I know Gap insurance would have helped in this Case but there should be No Reason for it!!! You know that Ford Has to Be Able to Track the truck Somehow with the Technology we have now!

Sux Big Time!


----------



## prairiewolf (Feb 19, 2012)

ReidRH, my brother in-law had a new Dodge 4 wheel drive stolen a couple of years back. The insurance company did find it in Mexico but refused to go get it and told him he couldnt !!!


----------



## glenway (Mar 27, 2011)

Back in the 80s, I was working in downtown Detroit on a flat roof on a two-story building with my partner. Heard some noise at my ladder and before I could move, it disappeared. Right under the arm of a thief, as he ran away with it. Dang. How to get down now. No cell phones in those days.

Jumped to a utility pole about 6 feet away and shimmied down. My pal was to scared to do what I did, so I had to buy a new extension ladder so he could get down.

Then we went looking for the scum, where we saw him running down an alley. All we got was a flat tire.

Good thing I didn't have a gun on me, 'cause I'd still be in jail.

Here's another...Back in the 80s, took my dog out for some exercise and when we got home it smelled like smoke. My dog was running up and down the stairs right away. Just missed the crooks that broke in while I was gone. They stole my coin collection.

Cops arrived and spoke to my daughter, who appeared to have slept through it all. Nope. She was an accomplice and told the cops where these 2 guys were hanging out. They had escaped from some juvenile home. Cops said they wouldn't go in the big woods where they had camped. The smoke smell was that of their campfire.

Put on my camo clothes and did what the cops wouldn't do and went looking for them. Didn't take a gun, because I didn't want to shoot them; just wanted my stuff back.

Saw 2 guys about a half mile down the railroad tracks carrying a bag. Drove to the police station and told them it looked like our suspects were leaving town.

I hid behind a building with the policeman and let the dopes come to us. Surprise! The officer pulled his sidearm on them and I took my stuff back. I held one while he cuffed the other one.

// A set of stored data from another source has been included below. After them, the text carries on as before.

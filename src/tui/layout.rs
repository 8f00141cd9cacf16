//! # Layout Module
//!
//! Screen geometry for the board view: splitting the terminal into a board
//! area and a score panel, and carving the board area into per-cell
//! rectangles. Cells keep a roughly 2:1 width/height ratio so they look
//! square in a terminal, and the grid is centered inside its area.

use minimax::CellRect;
use ratatui::layout::{Constraint, Direction, Layout, Rect};

/// Gap between neighboring cells, in terminal cells.
const CELL_GAP: u16 = 1;

/// The two vertical regions of the board view.
#[derive(Debug, Clone, Copy, PartialEq, Eq)]
pub struct ScreenLayout {
    pub board: Rect,
    pub info: Rect,
}

/// Splits the screen into the board area (top three quarters) and the score
/// panel (bottom quarter), matching the classic 9:3 viewport split.
pub fn split_screen(area: Rect) -> ScreenLayout {
    let chunks = Layout::default()
        .direction(Direction::Vertical)
        .constraints([Constraint::Ratio(3, 4), Constraint::Ratio(1, 4)])
        .split(area);

    ScreenLayout {
        board: chunks[0],
        info: chunks[1],
    }
}

/// Computes the bounding rectangle of every cell of a `dimension x dimension`
/// grid centered inside `area`, in row-major storage order.
///
/// Degenerate areas still produce one rectangle per cell (possibly empty
/// ones); callers clip against the frame before drawing.
pub fn cell_rects(area: Rect, dimension: usize) -> Vec<CellRect> {
    let d = dimension as u16;
    if d == 0 {
        return Vec::new();
    }

    let gaps = CELL_GAP * (d - 1);
    let mut cell_h = (area.height.saturating_sub(gaps) / d).max(1);
    let cell_w = (area.width.saturating_sub(gaps) / d).max(1).min(cell_h * 2);
    cell_h = cell_h.min((cell_w / 2).max(1));

    let total_w = cell_w * d + gaps;
    let total_h = cell_h * d + gaps;
    let x0 = area.x + area.width.saturating_sub(total_w) / 2;
    let y0 = area.y + area.height.saturating_sub(total_h) / 2;

    let mut rects = Vec::with_capacity(dimension * dimension);
    for row in 0..d {
        for col in 0..d {
            rects.push(CellRect::new(
                x0 + col * (cell_w + CELL_GAP),
                y0 + row * (cell_h + CELL_GAP),
                cell_w,
                cell_h,
            ));
        }
    }
    rects
}

/// Converts a model-side cell rectangle into a ratatui drawing rectangle.
pub fn to_rect(rect: CellRect) -> Rect {
    Rect::new(rect.x, rect.y, rect.width, rect.height)
}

Kicked my daughter out of the house and still have the coins.


----------



## Larry (Dec 2, 2010)

I am fortunate this has never happened to me....YET!!!!

Seems like Cabelas has an issue with their cards as I think I read on this thread has 3 of you with issues...by by Cabela's Plastic if it were me.

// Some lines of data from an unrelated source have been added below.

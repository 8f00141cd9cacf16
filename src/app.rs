//! # Application State and Core Components
//!
//! Shared data that flows through the state machine: the selected game mode,
//! the board configuration taken from the command line, the last known
//! pointer position and terminal size, and the platform-neutral input events
//! the TUI layer translates crossterm events into.

use crate::state::{StateKind, StateStack, Transition};
use crossterm::event::KeyCode;

/// Which kind of match the player picked on the menu.
#[derive(Debug, Clone, Copy, PartialEq, Eq, Default)]
pub enum GameMode {
    /// No mode selected yet (on the menu).
    #[default]
    None,
    /// Human versus the minimax engine.
    SinglePlayer,
    /// Two humans sharing the board.
    MultiPlayer,
}

/// Platform-neutral input events dispatched to the active state.
///
/// The TUI loop translates raw crossterm events into these before dispatch,
/// so states never touch the terminal backend directly.
#[derive(Debug, Clone, Copy, PartialEq, Eq)]
pub enum InputEvent {
    PointerMove { x: u16, y: u16 },
    PointerDown { x: u16, y: u16 },
    PointerUp { x: u16, y: u16 },
    Key(KeyCode),
    Resize { width: u16, height: u16 },
}

/// Data shared between the application loop and every state.
#[derive(Debug, Clone)]
pub struct Context {
    /// The mode selected on the menu; cleared when returning to it.
    pub mode: GameMode,
    /// Board side length in cells.
    pub dimension: usize,
    /// Consecutive symbols needed for a win.
    pub win_length: usize,
    /// Logical updates per second.
    pub tick_rate: u32,
    /// Last reported pointer position, in terminal coordinates.
    pub pointer: (u16, u16),
    /// Last known terminal size (width, height).
    pub screen: (u16, u16),
}

impl Context {
    pub fn new(dimension: usize, win_length: usize, tick_rate: u32) -> Self {
        Self {
            mode: GameMode::None,
            dimension,
            win_length,
            tick_rate,
            pointer: (0, 0),
            screen: (0, 0),
        }
    }
}

/// The application: a state stack plus the shared context, driven by the TUI
/// loop.
pub struct App {
    pub ctx: Context,
    pub stack: StateStack,
    running: bool,
}

impl App {
    pub fn new(ctx: Context) -> Self {
        Self {
            ctx,
            stack: StateStack::new(),
            running: false,
        }
    }

    /// Enters the initial menu state. The application starts stopped again if
    /// the menu fails to enter and the stack stays empty.
    pub fn start(&mut self) {
        self.running = true;
        self.stack.change(&mut self.ctx, StateKind::Menu);
        if self.stack.is_empty() {
            self.running = false;
        }
    }

    pub fn is_running(&self) -> bool {
        self.running
    }

    pub fn quit(&mut self) {
        self.running = false;
    }

    /// Applies a transition requested by the active state. An empty stack
    /// afterwards stops the application.
    pub fn apply(&mut self, transition: Transition) {
        match transition {
            Transition::None => {}
            Transition::Push(kind) => self.stack.push_kind(&mut self.ctx, kind),
            Transition::Pop => self.stack.pop(&mut self.ctx),
            Transition::Quit => self.running = false,
        }
        if self.stack.is_empty() {
            self.running = false;
        }
    }
}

Moreover one thread said use cash. That's not a bad idea but since most places wont accept anything over a $20.00 now days because of counterfeiting. A person would have a wad to carry on a trip. Plus if it's lost or stolen their in insurance unless it's your homeowners. Not to leave out this one if you don't camp.....today hotels demand you put a credit card on file.

You guys are all great predator hunters and trappers, remember that when you use plastic for a purchases. Because as we all know that thieves are opportunist just like the coyotes we pursue.


----------



## youngdon (Mar 10, 2010)

What is a $20.00 dollar bill ?


----------



## ReidRH (Feb 1, 2010)

A piece of paper worth about 20 cents now days! YD


----------



## Larry (Dec 2, 2010)

youngdon said:


> What is a $20.00 dollar bill


Time for some fun...new thread!!!


----------